● **Input records**
===============
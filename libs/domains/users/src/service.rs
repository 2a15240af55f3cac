//! User Service - Business logic layer

use mongodb::bson::oid::ObjectId;
use std::sync::Arc;
use tracing::instrument;

use crate::error::{UserError, UserResult};
use crate::models::{
    ListUsersQuery, Pagination, UserFilter, UserPage, UserPayload, UserResponse, search_text,
};
use crate::repository::UserRepository;

/// User service: normalization, validation and pagination on top of a
/// [`UserRepository`].
pub struct UserService<R: UserRepository> {
    repository: Arc<R>,
    max_page_limit: Option<u64>,
}

impl<R: UserRepository> UserService<R> {
    /// Create a new UserService with the given repository
    pub fn new(repository: R) -> Self {
        Self {
            repository: Arc::new(repository),
            max_page_limit: None,
        }
    }

    /// Cap the page size. `None` leaves `limit` unbounded.
    pub fn with_max_page_limit(mut self, max_page_limit: Option<u64>) -> Self {
        self.max_page_limit = max_page_limit;
        self
    }

    /// List one page of users matching the optional search text
    #[instrument(skip(self))]
    pub async fn list_users(&self, query: ListUsersQuery) -> UserResult<UserPage> {
        let pagination = Pagination::from_query(&query, self.max_page_limit);
        let search = search_text(query.search.as_deref());
        let filter = UserFilter::new(search.clone(), pagination);

        let (users, total) =
            tokio::try_join!(self.repository.list(filter), self.repository.count(search))?;

        Ok(UserPage {
            page: pagination.page,
            limit: pagination.limit,
            total,
            total_pages: pagination.total_pages(total),
            data: users.into_iter().map(UserResponse::from).collect(),
        })
    }

    /// Get a user by id
    #[instrument(skip(self))]
    pub async fn get_user(&self, id: ObjectId) -> UserResult<UserResponse> {
        self.repository
            .find_by_id(id)
            .await?
            .map(UserResponse::from)
            .ok_or(UserError::NotFound(id))
    }

    /// Create a new user
    #[instrument(skip(self, payload))]
    pub async fn create_user(&self, payload: UserPayload) -> UserResult<UserResponse> {
        let fields = payload.into_fields()?;
        let user = self.repository.create(fields).await?;
        Ok(user.into())
    }

    /// Replace every mutable field of an existing user
    #[instrument(skip(self, payload))]
    pub async fn update_user(&self, id: ObjectId, payload: UserPayload) -> UserResult<UserResponse> {
        let fields = payload.into_fields()?;
        self.repository
            .replace(id, fields)
            .await?
            .map(UserResponse::from)
            .ok_or(UserError::NotFound(id))
    }

    /// Delete a user
    #[instrument(skip(self))]
    pub async fn delete_user(&self, id: ObjectId) -> UserResult<()> {
        if self.repository.delete(id).await? {
            Ok(())
        } else {
            Err(UserError::NotFound(id))
        }
    }
}

impl<R: UserRepository> Clone for UserService<R> {
    fn clone(&self) -> Self {
        Self {
            repository: Arc::clone(&self.repository),
            max_page_limit: self.max_page_limit,
        }
    }
}

#[cfg(test)]
mod tests {
    use super::*;
    use crate::models::{User, UserFields};
    use crate::repository::MockUserRepository;
    use mockall::predicate::*;

    fn stored(fields: UserFields) -> User {
        User::new(fields)
    }

    fn query(page: &str, limit: &str, search: &str) -> ListUsersQuery {
        ListUsersQuery {
            page: Some(page.to_string()),
            limit: Some(limit.to_string()),
            search: Some(search.to_string()),
        }
    }

    #[tokio::test]
    async fn test_create_user_normalizes_before_insert() {
        let mut repo = MockUserRepository::new();
        repo.expect_create()
            .withf(|f| f.email == "a@x.com" && f.name == "A" && f.address.as_deref() == Some("Hanoi"))
            .times(1)
            .returning(|f| Ok(stored(f)));

        let service = UserService::new(repo);
        let user = service
            .create_user(UserPayload {
                name: Some(" A ".into()),
                email: Some(" A@X.com".into()),
                address: Some("Hanoi ".into()),
                age: None,
            })
            .await
            .unwrap();

        assert_eq!(user.email, "a@x.com");
    }

    #[tokio::test]
    async fn test_create_user_validation_skips_repository() {
        let mut repo = MockUserRepository::new();
        repo.expect_create().never();

        let service = UserService::new(repo);
        let err = service
            .create_user(UserPayload {
                email: Some("a@x.com".into()),
                ..Default::default()
            })
            .await
            .unwrap_err();

        assert_eq!(
            err.to_string(),
            "User validation failed: name: name is required"
        );
    }

    #[tokio::test]
    async fn test_list_users_builds_filter_and_page() {
        let mut repo = MockUserRepository::new();
        repo.expect_list()
            .with(eq(UserFilter {
                search: Some("hanoi".into()),
                skip: 4,
                limit: 2,
            }))
            .times(1)
            .returning(|_| Ok(vec![]));
        repo.expect_count()
            .with(eq(Some("hanoi".to_string())))
            .times(1)
            .returning(|_| Ok(5));

        let service = UserService::new(repo);
        let page = service.list_users(query("3", "2", "hanoi")).await.unwrap();

        assert_eq!(page.page, 3);
        assert_eq!(page.limit, 2);
        assert_eq!(page.total, 5);
        assert_eq!(page.total_pages, 3);
        assert!(page.data.is_empty());
    }

    #[tokio::test]
    async fn test_list_users_empty_search_matches_all() {
        let mut repo = MockUserRepository::new();
        repo.expect_list()
            .withf(|f| f.search.is_none() && f.skip == 0 && f.limit == 5)
            .returning(|_| Ok(vec![]));
        repo.expect_count().with(eq(None)).returning(|_| Ok(0));

        let service = UserService::new(repo);
        let page = service.list_users(ListUsersQuery::default()).await.unwrap();

        assert_eq!(page.total_pages, 0);
    }

    #[tokio::test]
    async fn test_list_users_respects_max_page_limit() {
        let mut repo = MockUserRepository::new();
        repo.expect_list()
            .withf(|f| f.limit == 50)
            .returning(|_| Ok(vec![]));
        repo.expect_count().returning(|_| Ok(120));

        let service = UserService::new(repo).with_max_page_limit(Some(50));
        let page = service.list_users(query("1", "1000", "")).await.unwrap();

        assert_eq!(page.limit, 50);
        assert_eq!(page.total_pages, 3);
    }

    #[tokio::test]
    async fn test_list_users_propagates_store_error() {
        let mut repo = MockUserRepository::new();
        repo.expect_list()
            .returning(|_| Err(UserError::Database("timeout".into())));
        repo.expect_count().returning(|_| Ok(0));

        let service = UserService::new(repo);
        let err = service.list_users(ListUsersQuery::default()).await.unwrap_err();
        assert!(matches!(err, UserError::Database(_)));
    }

    #[tokio::test]
    async fn test_update_user_not_found() {
        let id = ObjectId::new();
        let mut repo = MockUserRepository::new();
        repo.expect_replace()
            .with(eq(id), always())
            .returning(|_, _| Ok(None));

        let service = UserService::new(repo);
        let err = service
            .update_user(
                id,
                UserPayload {
                    name: Some("B".into()),
                    email: Some("b@x.com".into()),
                    ..Default::default()
                },
            )
            .await
            .unwrap_err();

        assert!(matches!(err, UserError::NotFound(missing) if missing == id));
    }

    #[tokio::test]
    async fn test_update_user_lowercases_email() {
        let mut repo = MockUserRepository::new();
        repo.expect_replace()
            .withf(|_, f| f.email == "b@x.com" && f.age.is_none())
            .returning(|_, f| Ok(Some(stored(f))));

        let service = UserService::new(repo);
        let user = service
            .update_user(
                ObjectId::new(),
                UserPayload {
                    name: Some("B".into()),
                    email: Some("B@X.COM".into()),
                    ..Default::default()
                },
            )
            .await
            .unwrap();

        assert_eq!(user.email, "b@x.com");
        assert_eq!(user.age, None);
    }

    #[tokio::test]
    async fn test_get_user_not_found() {
        let mut repo = MockUserRepository::new();
        repo.expect_find_by_id().returning(|_| Ok(None));

        let service = UserService::new(repo);
        assert!(matches!(
            service.get_user(ObjectId::new()).await,
            Err(UserError::NotFound(_))
        ));
    }

    #[tokio::test]
    async fn test_delete_user() {
        let mut repo = MockUserRepository::new();
        let mut seq = mockall::Sequence::new();
        repo.expect_delete()
            .times(1)
            .in_sequence(&mut seq)
            .returning(|_| Ok(true));
        repo.expect_delete()
            .times(1)
            .in_sequence(&mut seq)
            .returning(|_| Ok(false));

        let service = UserService::new(repo);
        let id = ObjectId::new();
        assert!(service.delete_user(id).await.is_ok());
        assert!(matches!(
            service.delete_user(id).await,
            Err(UserError::NotFound(_))
        ));
    }
}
===============
● **What to produce**
Up to and including the line that contains "use crate::repository::UserRepository;", restate word for word every line of the entries, starting from the first.

● **Response area**
filename libs/domains/users/src/service.rs
repository 2a15240af55f3cac
//! User Service - Business logic layer

use mongodb::bson::oid::ObjectId;
use std::sync::Arc;
use tracing::instrument;

use crate::error::{UserError, UserResult};
use crate::models::{
    ListUsersQuery, Pagination, UserFilter, UserPage, UserPayload, UserResponse, search_text,
};
use crate::repository::UserRepository;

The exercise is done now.